I have learned a lot recently participating in a project on Global Higher Education led by Paul Jansen and Debby Bielak of McKinsey &Co. The project is sponsored by the Forum for the Future of Higher Education. Paul and Debby have collected a group of university CFO’s, a college president, and an old provost (me) together to apply a McKinsey sector-wide analysis to higher education. It is fascinating to see what such an analysis tells us about our world.
The team recently made a presentation entitled Higher Education Trends and Risks: Implications for Leading Institutions and Sector Performance at the annual Aspen Symposium of the Forum. My assignment was to talk about trends and risks for private research universities - in 15 minutes. I approached this impossible task by first apologizing to the audience for the egregious simplifications that I would have to make in order to describe the situation in 15 minutes, and then introduced my simple one-parameter model to describe the problems facing the research university. Since this model met with some approval at the Symposium, I thought it might be worth repeating here.

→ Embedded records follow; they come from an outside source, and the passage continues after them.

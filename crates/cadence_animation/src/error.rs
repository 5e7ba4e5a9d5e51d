//! Error types for cadence_animation

use thiserror::Error;

/// Errors returned to callers that configure or register animations
///
/// Failures inside running animations are never reported here; they are
/// logged and cancel only the task that failed.
#[derive(Error, Debug)]
pub enum AnimationError {
    /// A time magnitude, repeat count or interval was out of range
    #[error("Invalid argument: {0}")]
    InvalidArgument(String),

    /// The scheduler behind a handle no longer exists
    #[error("Animation scheduler has been dropped")]
    SchedulerDropped,

    /// `set_global_scheduler()` was called more than once
    #[error("Global animation scheduler already initialized")]
    AlreadyInitialized,

    /// No global scheduler has been installed yet
    #[error("Animation scheduler not initialized. Call set_global_scheduler() at app startup.")]
    NotInitialized,

    /// The background ticker thread could not be started
    #[error("Failed to start animation ticker: {0}")]
    Ticker(String),

    /// Reading a configuration file failed
    #[error("Failed to read configuration: {0}")]
    Io(#[from] std::io::Error),

    /// A configuration file could not be parsed
    #[error("Invalid configuration: {0}")]
    Config(#[from] toml::de::Error),
}

/// Result type for cadence_animation operations
pub type Result<T> = std::result::Result<T, AnimationError>;
//! Animation registration
//!
//! [`AnimationDispatcher`] is a builder obtained from
//! [`SchedulerHandle::animate_for`]. The finalisers (`go`, `try_go`,
//! `go_on`) turn it into a task record and hand it to the scheduler.
//!
//! ```ignore
//! let handle = scheduler
//!     .handle()
//!     .animate_for(LifeTime::of(300.0, TimeUnit::Milliseconds)?)
//!     .on(&button)
//!     .until(|status| status.progress() < 0.8)
//!     .go(|status| println!("{:.2}", status.progress()))?;
//! ```

use crate::error::{AnimationError, Result};
use crate::lifetime::LifeTime;
use crate::repaint::Repaint;
use crate::scheduler::SchedulerHandle;
use crate::status::{AnimationStatus, Stride};
use crate::task::{AnimationHandle, TaskRecord, TaskShared};
use crate::transformation::{
    bind_property, both, AnimationTransformation, FinishHook, Predicate, Property, TransformError,
    Transformation, ValidityCheck,
};
use std::fmt;
use std::sync::{Arc, Weak};

/// Builder for one animation
#[must_use = "an animation is only registered by go, try_go or go_on"]
pub struct AnimationDispatcher {
    scheduler: SchedulerHandle,
    life: LifeTime,
    stride: Stride,
    cycle_limit: Option<u64>,
    predicate: Option<Predicate>,
    finish: Option<FinishHook>,
    target: Option<Weak<dyn Repaint>>,
    validity: Option<ValidityCheck>,
    /// Builder misuse, reported by the finaliser
    invalid: Option<String>,
}

impl AnimationDispatcher {
    pub(crate) fn new(scheduler: SchedulerHandle, life: LifeTime) -> Self {
        Self {
            scheduler,
            life,
            stride: Stride::default(),
            cycle_limit: Some(1),
            predicate: None,
            finish: None,
            target: None,
            validity: None,
            invalid: None,
        }
    }

    pub fn life(&self) -> LifeTime {
        self.life
    }

    /// Keep running only while `predicate` holds
    ///
    /// Checked before every tick. The first `false` cancels the task without
    /// invoking the transformation for that tick. Calling `until` twice
    /// requires both predicates to hold.
    ///
    /// The predicate is not consulted once the lifetime has run out: the
    /// terminal callback with progress 1 is always delivered.
    pub fn until<F>(mut self, predicate: F) -> Self
    where
        F: FnMut(&AnimationStatus) -> bool + Send + 'static,
    {
        let predicate: Predicate = Box::new(predicate);
        self.predicate = Some(match self.predicate.take() {
            Some(existing) => both(existing, predicate),
            None => predicate,
        });
        self
    }

    /// Stop as soon as `predicate` holds
    pub fn stop_when<F>(self, mut predicate: F) -> Self
    where
        F: FnMut(&AnimationStatus) -> bool + Send + 'static,
    {
        self.until(move |status: &AnimationStatus| !predicate(status))
    }

    /// Repaint `component` after every tick that touched it
    ///
    /// The component is held weakly; once it is dropped the animation ends
    /// silently.
    pub fn on<C>(self, component: &Arc<C>) -> Self
    where
        C: Repaint + 'static,
    {
        let target: Weak<dyn Repaint> = Arc::downgrade(component) as Weak<dyn Repaint>;
        self.with_target(target)
    }

    pub fn on_dyn(self, component: &Arc<dyn Repaint>) -> Self {
        self.with_target(Arc::downgrade(component))
    }

    pub(crate) fn with_target(mut self, target: Weak<dyn Repaint>) -> Self {
        self.target = Some(target);
        self
    }

    /// End the animation silently once `check` returns false
    ///
    /// Use this when the target can become unusable while still alive, for
    /// example a widget removed from its window.
    pub fn valid_while<F>(mut self, check: F) -> Self
    where
        F: Fn() -> bool + Send + 'static,
    {
        self.validity = Some(Box::new(check));
        self
    }

    /// Run `cycles` full lifetimes back to back
    pub fn repeat(mut self, cycles: u64) -> Self {
        if cycles == 0 {
            self.invalid = Some("repeat count must be at least 1".to_string());
        }
        self.cycle_limit = Some(cycles);
        self
    }

    /// Restart the lifetime forever; only a predicate or cancel ends it
    pub fn forever(mut self) -> Self {
        self.cycle_limit = None;
        self
    }

    pub fn stride(mut self, stride: Stride) -> Self {
        self.stride = stride;
        self
    }

    /// Run `hook` once with the terminal status after a natural finish
    ///
    /// Not invoked when the animation is cancelled.
    pub fn on_finish<F>(mut self, hook: F) -> Self
    where
        F: FnOnce(&AnimationStatus) + Send + 'static,
    {
        self.finish = Some(Box::new(hook));
        self
    }

    /// Register `transformation`, called once per tick
    pub fn go<F>(self, mut transformation: F) -> Result<AnimationHandle>
    where
        F: FnMut(&AnimationStatus) + Send + 'static,
    {
        self.dispatch(Box::new(move |status: &AnimationStatus| {
            transformation(status);
            Ok(())
        }))
    }

    /// Register a fallible transformation
    ///
    /// An `Err` is logged and cancels this animation only.
    pub fn try_go<F, E>(self, mut transformation: F) -> Result<AnimationHandle>
    where
        F: FnMut(&AnimationStatus) -> std::result::Result<(), E> + Send + 'static,
        E: fmt::Display,
    {
        self.dispatch(Box::new(move |status: &AnimationStatus| {
            transformation(status).map_err(|e| TransformError::new(e.to_string()))
        }))
    }

    /// Animate `property`: each tick stores `transformation(current, status)`
    pub fn go_on<T, P, F>(self, property: &Arc<P>, transformation: F) -> Result<AnimationHandle>
    where
        T: 'static,
        P: Property<T> + ?Sized + 'static,
        F: AnimationTransformation<T> + 'static,
    {
        self.dispatch(bind_property(Arc::clone(property), transformation))
    }

    fn dispatch(self, transformation: Transformation) -> Result<AnimationHandle> {
        if let Some(reason) = self.invalid {
            return Err(AnimationError::InvalidArgument(reason));
        }
        let shared = self.scheduler.upgrade()?;

        let id = shared.next_id();
        let task = Arc::new(TaskShared::new());
        let start = shared.now().saturating_add(self.life.delay());

        let mut record = TaskRecord::new(id, self.life, start, transformation, Arc::clone(&task));
        record.stride = self.stride;
        record.cycle_limit = self.cycle_limit;
        record.predicate = self.predicate;
        record.finish = self.finish;
        record.target = self.target;
        record.validity = self.validity;

        tracing::debug!(
            %id,
            life = ?self.life,
            cycles = ?self.cycle_limit,
            "Animation registered"
        );
        shared.submit(record);

        Ok(AnimationHandle::new(id, task))
    }
}

impl fmt::Debug for AnimationDispatcher {
    fn fmt(&self, f: &mut fmt::Formatter<'_>) -> fmt::Result {
        f.debug_struct("AnimationDispatcher")
            .field("life", &self.life)
            .field("stride", &self.stride)
            .field("cycle_limit", &self.cycle_limit)
            .field("has_target", &self.target.is_some())
            .finish_non_exhaustive()
    }
}

#[cfg(test)]
mod tests {
    use super::*;
    use crate::clock::ManualClock;
    use crate::config::SchedulerConfig;
    use crate::repaint::ComponentId;
    use crate::scheduler::AnimationScheduler;
    use crate::task::TaskState;
    use cadence_core::CoupledEventProcessor;
    use std::sync::atomic::{AtomicUsize, Ordering};
    use std::sync::Mutex;
    use std::time::Duration;

    fn scheduler() -> (AnimationScheduler, ManualClock) {
        let clock = ManualClock::new();
        let scheduler = AnimationScheduler::with_clock(
            SchedulerConfig::default(),
            Arc::new(CoupledEventProcessor::lenient()),
            Arc::new(clock.clone()),
        );
        (scheduler, clock)
    }

    fn step(scheduler: &AnimationScheduler, clock: &ManualClock, millis: u64) {
        clock.advance(Duration::from_millis(millis));
        scheduler.tick();
    }

    #[test]
    fn test_repeat_zero_is_rejected() {
        let (scheduler, _clock) = scheduler();

        let result = scheduler
            .animate_for(LifeTime::from_millis(100))
            .repeat(0)
            .go(|_| {});

        assert!(matches!(result, Err(AnimationError::InvalidArgument(_))));
        assert_eq!(scheduler.task_count(), 0);
    }

    #[test]
    fn test_ids_are_unique_and_increasing() {
        let (scheduler, _clock) = scheduler();

        let first = scheduler
            .animate_for(LifeTime::from_millis(100))
            .go(|_| {})
            .unwrap();
        let second = scheduler
            .animate_for(LifeTime::from_millis(100))
            .go(|_| {})
            .unwrap();

        assert!(second.id() > first.id());
    }

    #[test]
    fn test_go_on_updates_property() {
        let (scheduler, clock) = scheduler();
        let opacity = Arc::new(Mutex::new(0.0_f64));

        scheduler
            .animate_for(LifeTime::from_millis(100))
            .go_on(&opacity, |_: f64, status: &AnimationStatus| status.fade_in())
            .unwrap();

        step(&scheduler, &clock, 50);
        assert!((*opacity.lock().unwrap() - 0.5).abs() < 1e-9);

        step(&scheduler, &clock, 60);
        assert_eq!(*opacity.lock().unwrap(), 1.0);
    }

    #[test]
    fn test_go_on_accumulates_from_current_value() {
        let (scheduler, clock) = scheduler();
        let ticks = Arc::new(Mutex::new(0_u32));

        scheduler
            .animate_for(LifeTime::from_millis(100))
            .go_on(&ticks, |count: u32, _: &AnimationStatus| count + 1)
            .unwrap();

        for _ in 0..3 {
            step(&scheduler, &clock, 10);
        }
        assert_eq!(*ticks.lock().unwrap(), 3);
    }

    #[test]
    fn test_regressive_stride() {
        let (scheduler, clock) = scheduler();
        let seen = Arc::new(Mutex::new(Vec::new()));
        let sink = Arc::clone(&seen);

        scheduler
            .animate_for(LifeTime::from_millis(100))
            .stride(Stride::Regressive)
            .go(move |status| sink.lock().unwrap().push(status.progress()))
            .unwrap();

        step(&scheduler, &clock, 25);
        step(&scheduler, &clock, 100);

        let seen = seen.lock().unwrap();
        assert!((seen[0] - 0.75).abs() < 1e-9);
        assert_eq!(seen[1], 0.0);
    }

    #[test]
    fn test_finish_hook_skipped_on_cancel() {
        let (scheduler, clock) = scheduler();
        let finished = Arc::new(AtomicUsize::new(0));
        let hook = Arc::clone(&finished);

        let handle = scheduler
            .animate_for(LifeTime::from_millis(100))
            .on_finish(move |_| {
                hook.fetch_add(1, Ordering::SeqCst);
            })
            .go(|_| {})
            .unwrap();

        step(&scheduler, &clock, 10);
        handle.cancel();
        step(&scheduler, &clock, 200);

        assert_eq!(handle.state(), TaskState::Cancelled);
        assert_eq!(finished.load(Ordering::SeqCst), 0);
    }

    #[test]
    fn test_until_combines_predicates() {
        let (scheduler, clock) = scheduler();
        let calls = Arc::new(AtomicUsize::new(0));
        let counter = Arc::clone(&calls);

        let handle = scheduler
            .animate_for(LifeTime::from_millis(100))
            .until(|status| status.progress() < 0.9)
            .until(|status| status.progress() < 0.25)
            .go(move |_| {
                counter.fetch_add(1, Ordering::SeqCst);
            })
            .unwrap();

        for _ in 0..5 {
            step(&scheduler, &clock, 10);
        }

        assert_eq!(calls.load(Ordering::SeqCst), 2);
        assert_eq!(handle.state(), TaskState::Cancelled);
    }

    #[test]
    fn test_on_dyn_binds_trait_object() {
        struct Label(AtomicUsize);

        impl Repaint for Label {
            fn component_id(&self) -> ComponentId {
                ComponentId(3)
            }

            fn repaint(&self) {
                self.0.fetch_add(1, Ordering::SeqCst);
            }
        }

        let (scheduler, clock) = scheduler();
        let label = Arc::new(Label(AtomicUsize::new(0)));
        let component: Arc<dyn Repaint> = label.clone();

        scheduler
            .animate_for(LifeTime::none())
            .on_dyn(&component)
            .go(|_| {})
            .unwrap();

        step(&scheduler, &clock, 16);
        assert_eq!(label.0.load(Ordering::SeqCst), 1);
    }
}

I began by describing what I called our Mission Box. Excellence - as defined by us in a very self-referential way - has become the visible driver of our mission. Our mission, in a very general way, focuses on traditional undergraduate education, graduate and professional education, and research. Focusing on excellence means that if it is worth doing (i.e. one of our mission foci), it is worth doing better. Doing it better costs more money, so at some point the customer can’t, or won’t pay for it, so we lose money. As a consequence, over time, losing money has become our very visible surrogate for excellence (my one parameter model). (Clayton Christensen, who also spoke at the symposium, has pointed out the often catastrophic outcomes of making your product better than the customer wants or needs. See also Disruptive Technologies:when great universities fail? March 3, 2006)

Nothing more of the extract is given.